Hey hey so im doing a BA Painting at Camberwell College of Arts in London and I am now on an Erasmus semester at l'Ecole Supérieure des Beaux-Arts in the very cool city Marseille in the sunny south of France!! So this blog will help track my experiences during these next four months and keep you all uptodate with what I am doing, I will try and make sure its not too mundane and cliche oui , ciao ciao hope you quite like it xx
Thursday, 24 November 2011
Aix-en-Provence
Before my course started I made the most of Marseille’s fantastic location to go and explore the cities, towns, and villages that surround it. Aix-en-Provence is only half an hour away from Marseille, but I could not find two cities as opposite as the two; historically, culturally, and most of all socially! The habitants of the two ‘dislike’ each other to put it nicely. Aix is very very pretty, picturesque, almost too beautiful, Marseille is much more of a real city, that gets dirty, almost but too dirty unlike Aix which happens to also be very bourgeois and conservative. Aix is the second most expensive city in France after Paris and there is also a certain snobbishness just like the infamous parisians.

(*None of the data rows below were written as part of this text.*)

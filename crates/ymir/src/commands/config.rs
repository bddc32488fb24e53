//! Config command - show the resolved configuration.

use std::path::PathBuf;

use anyhow::Result;
use clap::Args;

use super::Context;

/// Arguments for the config command.
#[derive(Args, Debug)]
pub struct ConfigArgs {
    /// Path to config file (overrides default discovery)
    #[arg(long)]
    pub config: Option<PathBuf>,
}

/// Run the config command.
pub async fn run(args: ConfigArgs, _ctx: &Context) -> Result<()> {
    let loaded = super::load(args.config.as_deref())?;

    println!("# Ymir Configuration\n");

    println!("Config file search order (later overrides earlier):");
    for source in &loaded.sources {
        let status = if source.loaded {
            "✓ loaded"
        } else {
            "· not found"
        };
        println!("  {} {}", status, source.path.display());
    }
    println!("  + environment variables\n");

    let resolved = loaded.config.resolve()?;
    println!("{}", resolved);

    Ok(())
}
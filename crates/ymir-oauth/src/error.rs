//! Error types for the OAuth client.

/// Result type alias for this crate.
pub type Result<T> = std::result::Result<T, OAuthError>;

/// Errors that can occur while talking to the identity provider.
#[derive(Debug, thiserror::Error)]
pub enum OAuthError {
    /// Network/HTTP error.
    #[error("Network error: {0}")]
    Network(String),

    /// Identity provider returned an error.
    #[error("Backend error: {0}")]
    Backend(String),

    /// OIDC discovery document could not be fetched or parsed.
    #[error("Discovery failed: {0}")]
    Discovery(String),

    /// Token response did not carry an `id_token`.
    #[error("Missing id_token in OAuth response")]
    MissingIdToken,

    /// Identity token could not be decoded.
    #[error("Invalid id_token: {0}")]
    InvalidIdToken(String),

    /// Invalid request.
    #[error("Invalid request: {0}")]
    InvalidRequest(String),
}
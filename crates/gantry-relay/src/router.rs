//! Distributor event fan-out
//!
//! [`EventRouter`] is the explicit context object of the relay: it owns the
//! line assembler and holds the channel registry, the sink, the persistence
//! bridge, and the counters. Every distributor event passes through
//! [`EventRouter::handle`], which decides what gets broadcast where and
//! what gets persisted.

use std::sync::{Arc, Mutex};

use tracing::debug;

use gantry_domain::{Build, BuildDelta, BuildId, DistributorEvent};

use crate::assembler::LineAssembler;
use crate::bridge::StorageBridge;
use crate::channel::{ChannelMessage, ChannelName, ChannelSink};
use crate::metrics::RelayMetrics;
use crate::registry::ChannelRegistry;

/// Routes distributor events to channels and storage.
pub struct EventRouter {
    assembler: Mutex<LineAssembler>,
    registry: Arc<ChannelRegistry>,
    sink: Arc<dyn ChannelSink>,
    bridge: Arc<StorageBridge>,
    metrics: Arc<RelayMetrics>,
}

impl EventRouter {
    pub fn new(
        registry: Arc<ChannelRegistry>,
        sink: Arc<dyn ChannelSink>,
        bridge: Arc<StorageBridge>,
        metrics: Arc<RelayMetrics>,
    ) -> Self {
        Self {
            assembler: Mutex::new(LineAssembler::new()),
            registry,
            sink,
            bridge,
            metrics,
        }
    }

    /// React to one distributor event.
    pub async fn handle(&self, event: DistributorEvent) {
        self.metrics.inc_events_routed();

        match event {
            DistributorEvent::BuildUpdated { build, changes } => {
                self.on_update(build, changes).await
            }
            DistributorEvent::BuildCanceled { build } => self.on_cancel(build).await,
            DistributorEvent::BuildData { build, chunk } => self.on_data(build, chunk).await,
        }
    }

    /// Build changed: open its log channel once it runs, invalidate the
    /// project and close reconstruction state when it finishes, and always
    /// announce the change on the global builds channel.
    async fn on_update(&self, build: Build, changes: BuildDelta) {
        if build.status.is_running() {
            self.registry.ensure_channel(build.id).await;
        }

        if changes.completed() {
            self.sink
                .publish(
                    ChannelName::Projects,
                    ChannelMessage::ProjectInvalidated {
                        name: build.project.name.clone(),
                    },
                )
                .await;
            self.flush_completed(build.id).await;
        }

        self.sink
            .publish(
                ChannelName::Builds,
                ChannelMessage::BuildChanged {
                    build_id: build.id,
                    changes,
                },
            )
            .await;
    }

    async fn on_cancel(&self, build: Build) {
        self.sink
            .publish(
                ChannelName::Builds,
                ChannelMessage::BuildCanceled { build_id: build.id },
            )
            .await;
    }

    /// Raw chunk arrived: assemble lines, broadcast them on the build's
    /// channel, and hand the same batch to the bridge. The broadcast never
    /// waits for the write.
    async fn on_data(&self, build: Build, chunk: String) {
        self.registry.ensure_channel(build.id).await;
        self.metrics.inc_chunks_processed();

        let lines = self.assembler.lock().unwrap().feed(build.id, &chunk);
        self.metrics.add_lines_emitted(lines.len() as u64);

        self.sink
            .publish(
                ChannelName::Build(build.id),
                ChannelMessage::LinesAppended {
                    lines: lines.clone(),
                },
            )
            .await;

        let _ = self.bridge.spawn_save_lines(lines);
    }

    /// Drop the build's reconstruction state, closing a non-empty pending
    /// partial as its final line so output not ending in `\n` is kept.
    async fn flush_completed(&self, build_id: BuildId) {
        let (flushed, tracked) = {
            let mut assembler = self.assembler.lock().unwrap();
            let flushed = assembler.finish(build_id);
            (flushed, assembler.tracked_builds())
        };

        debug!(build_id = %build_id, tracked_builds = tracked, "reconstruction state closed");

        if let Some(line) = flushed {
            self.metrics.add_lines_emitted(1);
            self.sink
                .publish(
                    ChannelName::Build(build_id),
                    ChannelMessage::LinesAppended {
                        lines: vec![line.clone()],
                    },
                )
                .await;
            let _ = self.bridge.spawn_save_lines(vec![line]);
        }
    }
}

Although I have to say, I admit to being a typical Aix-en-Provence sucker, I love it! I usually don’t like to use the word delightful in case of sounding ridiculously posh but wandering round the old town of Aix really is such a delight, it is so picturesque and it is a very uplifting town (unlike Marseille) the streets are flooded with cafes, boutiques, antique shops, very overpriced clothes shops, trillions of tempting restaurants, it just has everything a stereotypical tourist would seek! So this does explain why everyone abroad comes to Aix and knows of Aix no one really goes to Marseille. I love both for their own reasons, but I find it very refreshing having Aix so close by , if I ever have enough of grubby Marseille I can just hop on a bus and stroll around the old town of Aix, taking a note of amazing market day on Saturday!
St-Remy : Saint-Paul de Mausolée Asylum
Vincent Van Gogh arrived at the Saint-Paul de Mausolée asylum, out of his own will, from Arles. He was fascinated by the quality of the light and the beauty of the landscapes in Saint-Rémy which really inspired him and his year in the asylum ended up being the most creative of his life, he carried out 143 oil paintings and more than 100 drawings in a mere 53 weeks.
When I visited the hospital in the beginning of October, I found it a really touching and endearing experience. The hospital is still in fact running, but there is a section cut off for tourists where you can go and visit Van Gogh's room and a little exhibition of his time there has thus been set up. It was all so peaceful, quite eary and disconcerting, and looking at the landscape around nothing seems to have changed since the time of Van Gogh's years, you can still recognise the swirly trees in his paintings and the different shades of green in the fields
. Visiting the monastery was really an amazing oppurtunity I would strongly advise anyone to go and see it!